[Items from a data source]
//! Error taxonomy.
//!
//! Internal plumbing propagates with `anyhow::Result` + `.context(...)`,
//! matching the teacher's idiom throughout `vault/` and `auth/`. Boundary
//! operations (consolidate, grade, detect-gaps, ...) don't raise either —
//! they return their own typed result struct with a `status` field, per the
//! replace-exceptions design note. Lookups that can legitimately come up
//! empty (a line, a box score, an injury report) return `Result<Option<T>>`
//! rather than treating absence as an error. `classify` below is what lets
//! `retry.rs` tell a transient failure from a permanent one and decide
//! whether to back off and retry or give up immediately.

use std::fmt;

/// Coarse classification used by the retry loop to decide whether a raw
/// `anyhow::Error` surfaced from a store call is worth retrying.
#[derive(Debug, Clone, Copy, PartialEq, Eq)]
pub enum ErrorClass {
    Transient,
    Permanent,
}

/// Inspect an error chain for markers of transient failure. Grounded on
/// `bigquery_retry.py`'s classification: rate limiting, unavailability, and
/// deadline/timeout errors are retried; malformed requests, missing
/// resources, and auth failures are not.
pub fn classify(err: &anyhow::Error) -> ErrorClass {
    let msg = err.to_string().to_lowercase();
    const TRANSIENT_MARKERS: &[&str] = &[
        "rate limit",
        "quota",
        "unavailable",
        "deadline exceeded",
        "timed out",
        "timeout",
        "connection reset",
        "try again",
        "database is locked",
        "serialization",
        "conflict",
    ];
    const PERMANENT_MARKERS: &[&str] = &[
        "bad request",
        "not found",
        "permission denied",
        "unauthorized",
        "invalid",
        "schema mismatch",
        "constraint failed",
    ];

    if PERMANENT_MARKERS.iter().any(|m| msg.contains(m)) {
        return ErrorClass::Permanent;
    }
    if TRANSIENT_MARKERS.iter().any(|m| msg.contains(m)) {
        return ErrorClass::Transient;
    }
    // Unknown errors default to transient: a spurious retry costs a few
    // seconds, a spuriously abandoned operation costs a missed batch.
    ErrorClass::Transient
}

/// Status reported by a top-level operation (`consolidate`, `gradeDate`, ...).
/// Maps to the process exit codes in the operational surface: `Success` is 0,
/// `Failure`/`WriteFailed`/`DuplicatesDetected` are 1 (recoverable, alert
/// warning), and `Critical` is 2 — reserved for an operation that could not
/// even attempt its work (store unreachable, lock subsystem down).
#[derive(Debug, Clone, Copy, PartialEq, Eq)]
pub enum OperationStatus {
    Success,
    NoData,
    Failure,
    WriteFailed,
    DuplicatesDetected,
    Critical,
}

impl OperationStatus {
    pub fn exit_code(self) -> i32 {
        match self {
            OperationStatus::Success | OperationStatus::NoData => 0,
            OperationStatus::Failure
            | OperationStatus::WriteFailed
            | OperationStatus::DuplicatesDetected => 1,
            OperationStatus::Critical => 2,
        }
    }
}

impl fmt::Display for OperationStatus {
    fn fmt(&self, f: &mut fmt::Formatter<'_>) -> fmt::Result {
        let s = match self {
            OperationStatus::Success => "success",
            OperationStatus::NoData => "no_data",
            OperationStatus::Failure => "failure",
            OperationStatus::WriteFailed => "write_failed",
            OperationStatus::DuplicatesDetected => "duplicates_detected",
            OperationStatus::Critical => "critical",
        };
        f.write_str(s)
    }
}

#[cfg(test)]
mod tests {
    use super::*;

    #[test]
    fn classifies_quota_as_transient() {
        let err = anyhow::anyhow!("Quota exceeded for this project");
        assert_eq!(classify(&err), ErrorClass::Transient);
    }

    #[test]
    fn classifies_bad_request_as_permanent() {
        let err = anyhow::anyhow!("Bad Request: invalid column name");
        assert_eq!(classify(&err), ErrorClass::Permanent);
    }

    #[test]
    fn exit_codes_match_operational_contract() {
        assert_eq!(OperationStatus::Success.exit_code(), 0);
        assert_eq!(OperationStatus::Failure.exit_code(), 1);
        assert_eq!(OperationStatus::DuplicatesDetected.exit_code(), 1);
    }
}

Goal of the exercise: Could you retype exactly the lines from the first one of the records through the line containing "field, per the", both included, and nothing more?

Answer space:
//! Error taxonomy.
//!
//! Internal plumbing propagates with `anyhow::Result` + `.context(...)`,
//! matching the teacher's idiom throughout `vault/` and `auth/`. Boundary
//! operations (consolidate, grade, detect-gaps, ...) don't raise either —
//! they return their own typed result struct with a `status` field, per the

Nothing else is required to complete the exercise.